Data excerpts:
------
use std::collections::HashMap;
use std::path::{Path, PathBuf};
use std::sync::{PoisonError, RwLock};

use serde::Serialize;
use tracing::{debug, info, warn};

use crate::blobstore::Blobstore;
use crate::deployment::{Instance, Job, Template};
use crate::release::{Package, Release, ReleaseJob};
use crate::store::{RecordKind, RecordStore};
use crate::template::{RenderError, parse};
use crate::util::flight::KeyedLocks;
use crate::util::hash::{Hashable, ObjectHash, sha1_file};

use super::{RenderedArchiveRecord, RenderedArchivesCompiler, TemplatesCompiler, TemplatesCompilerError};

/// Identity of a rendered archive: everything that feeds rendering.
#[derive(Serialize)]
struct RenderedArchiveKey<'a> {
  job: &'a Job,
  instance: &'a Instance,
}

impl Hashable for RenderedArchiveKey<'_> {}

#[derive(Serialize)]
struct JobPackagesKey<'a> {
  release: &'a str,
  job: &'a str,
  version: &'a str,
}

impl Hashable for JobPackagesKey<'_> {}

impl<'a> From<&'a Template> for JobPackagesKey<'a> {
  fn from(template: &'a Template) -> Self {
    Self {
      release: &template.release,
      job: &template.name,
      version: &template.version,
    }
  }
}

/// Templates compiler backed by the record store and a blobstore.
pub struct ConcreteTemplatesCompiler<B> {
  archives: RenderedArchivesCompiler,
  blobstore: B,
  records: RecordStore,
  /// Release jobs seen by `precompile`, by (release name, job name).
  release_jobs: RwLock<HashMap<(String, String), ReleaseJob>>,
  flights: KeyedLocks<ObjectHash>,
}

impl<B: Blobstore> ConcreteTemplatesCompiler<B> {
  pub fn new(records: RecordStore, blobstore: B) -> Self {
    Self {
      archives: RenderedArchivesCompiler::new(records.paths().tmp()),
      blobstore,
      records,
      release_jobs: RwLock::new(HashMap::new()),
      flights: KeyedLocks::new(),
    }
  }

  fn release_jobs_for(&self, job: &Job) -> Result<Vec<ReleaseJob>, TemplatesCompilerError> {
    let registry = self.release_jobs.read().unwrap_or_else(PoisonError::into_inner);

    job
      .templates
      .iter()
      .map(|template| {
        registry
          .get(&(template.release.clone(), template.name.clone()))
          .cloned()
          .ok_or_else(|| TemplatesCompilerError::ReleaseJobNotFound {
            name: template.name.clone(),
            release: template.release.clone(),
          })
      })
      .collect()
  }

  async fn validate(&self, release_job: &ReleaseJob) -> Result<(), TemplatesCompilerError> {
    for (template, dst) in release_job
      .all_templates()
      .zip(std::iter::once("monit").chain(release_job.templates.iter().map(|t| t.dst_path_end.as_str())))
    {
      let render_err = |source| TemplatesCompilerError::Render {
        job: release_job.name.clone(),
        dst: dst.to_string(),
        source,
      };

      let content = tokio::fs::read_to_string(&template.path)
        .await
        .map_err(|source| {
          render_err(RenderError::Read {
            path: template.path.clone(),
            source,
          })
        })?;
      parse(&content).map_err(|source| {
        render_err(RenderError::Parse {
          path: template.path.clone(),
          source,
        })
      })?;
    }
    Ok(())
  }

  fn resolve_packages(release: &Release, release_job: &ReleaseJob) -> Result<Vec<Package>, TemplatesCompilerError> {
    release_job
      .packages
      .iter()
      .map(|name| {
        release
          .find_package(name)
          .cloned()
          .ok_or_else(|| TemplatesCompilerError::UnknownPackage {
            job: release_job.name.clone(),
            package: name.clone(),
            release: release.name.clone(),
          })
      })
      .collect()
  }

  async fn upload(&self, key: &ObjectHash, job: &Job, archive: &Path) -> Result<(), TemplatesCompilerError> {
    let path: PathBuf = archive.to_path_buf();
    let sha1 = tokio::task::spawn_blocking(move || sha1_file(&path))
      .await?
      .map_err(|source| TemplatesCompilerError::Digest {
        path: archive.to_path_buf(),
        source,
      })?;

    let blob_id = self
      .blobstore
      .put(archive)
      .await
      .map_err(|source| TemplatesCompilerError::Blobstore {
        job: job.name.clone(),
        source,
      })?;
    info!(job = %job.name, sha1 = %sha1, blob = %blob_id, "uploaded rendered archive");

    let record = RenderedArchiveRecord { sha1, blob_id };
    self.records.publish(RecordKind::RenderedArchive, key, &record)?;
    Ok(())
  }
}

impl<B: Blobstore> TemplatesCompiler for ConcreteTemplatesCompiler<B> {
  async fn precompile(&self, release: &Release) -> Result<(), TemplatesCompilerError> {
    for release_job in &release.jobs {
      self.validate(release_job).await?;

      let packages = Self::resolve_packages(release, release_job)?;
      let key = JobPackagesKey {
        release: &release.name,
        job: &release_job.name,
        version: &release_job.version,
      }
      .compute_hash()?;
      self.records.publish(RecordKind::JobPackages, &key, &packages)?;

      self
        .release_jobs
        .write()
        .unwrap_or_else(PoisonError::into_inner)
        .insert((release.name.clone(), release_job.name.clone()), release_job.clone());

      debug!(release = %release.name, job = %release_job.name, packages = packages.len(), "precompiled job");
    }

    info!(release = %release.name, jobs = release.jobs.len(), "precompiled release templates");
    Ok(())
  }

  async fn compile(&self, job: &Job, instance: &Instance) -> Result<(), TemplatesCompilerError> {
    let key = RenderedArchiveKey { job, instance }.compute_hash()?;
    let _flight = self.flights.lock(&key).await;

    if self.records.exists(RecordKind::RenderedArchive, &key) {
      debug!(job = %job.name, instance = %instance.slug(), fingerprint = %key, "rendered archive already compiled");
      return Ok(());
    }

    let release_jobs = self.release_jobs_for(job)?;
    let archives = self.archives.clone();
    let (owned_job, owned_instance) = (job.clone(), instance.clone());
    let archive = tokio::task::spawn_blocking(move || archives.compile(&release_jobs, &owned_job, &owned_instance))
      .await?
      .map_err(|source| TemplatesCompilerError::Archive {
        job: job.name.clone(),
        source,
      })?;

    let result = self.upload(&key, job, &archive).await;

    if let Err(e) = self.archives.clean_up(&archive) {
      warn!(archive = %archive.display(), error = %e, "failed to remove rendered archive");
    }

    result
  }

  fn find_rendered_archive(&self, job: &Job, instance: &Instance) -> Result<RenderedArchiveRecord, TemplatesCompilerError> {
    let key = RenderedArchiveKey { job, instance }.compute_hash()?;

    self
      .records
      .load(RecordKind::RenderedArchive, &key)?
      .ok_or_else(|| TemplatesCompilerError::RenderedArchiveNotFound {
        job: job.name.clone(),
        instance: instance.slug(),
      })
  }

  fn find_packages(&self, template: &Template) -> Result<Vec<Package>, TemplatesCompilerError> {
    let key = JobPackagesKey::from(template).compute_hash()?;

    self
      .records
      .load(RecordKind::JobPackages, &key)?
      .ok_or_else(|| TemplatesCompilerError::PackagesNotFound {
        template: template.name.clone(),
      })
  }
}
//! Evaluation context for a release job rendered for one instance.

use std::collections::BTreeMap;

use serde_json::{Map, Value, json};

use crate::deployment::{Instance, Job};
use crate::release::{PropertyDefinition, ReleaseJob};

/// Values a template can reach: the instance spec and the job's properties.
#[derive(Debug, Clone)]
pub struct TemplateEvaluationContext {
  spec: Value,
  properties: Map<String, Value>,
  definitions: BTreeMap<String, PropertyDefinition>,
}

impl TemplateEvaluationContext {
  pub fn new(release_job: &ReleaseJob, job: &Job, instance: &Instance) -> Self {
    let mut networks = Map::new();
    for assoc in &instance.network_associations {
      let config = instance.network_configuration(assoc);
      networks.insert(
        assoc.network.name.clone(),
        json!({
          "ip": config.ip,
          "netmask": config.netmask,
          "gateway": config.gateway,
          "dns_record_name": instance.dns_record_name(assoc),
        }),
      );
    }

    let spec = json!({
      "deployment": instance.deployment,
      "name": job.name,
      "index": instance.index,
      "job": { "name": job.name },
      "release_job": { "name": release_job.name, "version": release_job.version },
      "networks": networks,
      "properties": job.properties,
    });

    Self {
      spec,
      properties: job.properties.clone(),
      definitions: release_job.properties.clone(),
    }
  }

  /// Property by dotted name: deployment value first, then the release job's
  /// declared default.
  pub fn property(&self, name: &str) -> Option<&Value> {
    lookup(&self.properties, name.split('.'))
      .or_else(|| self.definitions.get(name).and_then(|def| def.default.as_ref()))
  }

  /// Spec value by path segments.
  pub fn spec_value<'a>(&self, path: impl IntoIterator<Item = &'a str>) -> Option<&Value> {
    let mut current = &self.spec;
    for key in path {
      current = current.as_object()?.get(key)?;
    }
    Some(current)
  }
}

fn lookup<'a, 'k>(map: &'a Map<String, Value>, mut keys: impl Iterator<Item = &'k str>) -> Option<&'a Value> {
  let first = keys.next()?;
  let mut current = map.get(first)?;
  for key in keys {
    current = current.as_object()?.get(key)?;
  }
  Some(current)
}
------
What to work on
Copy whichever lines of the records above contain the word "PoisonError".

Answer section
use std::sync::{PoisonError, RwLock};
    let registry = self.release_jobs.read().unwrap_or_else(PoisonError::into_inner);
        .unwrap_or_else(PoisonError::into_inner)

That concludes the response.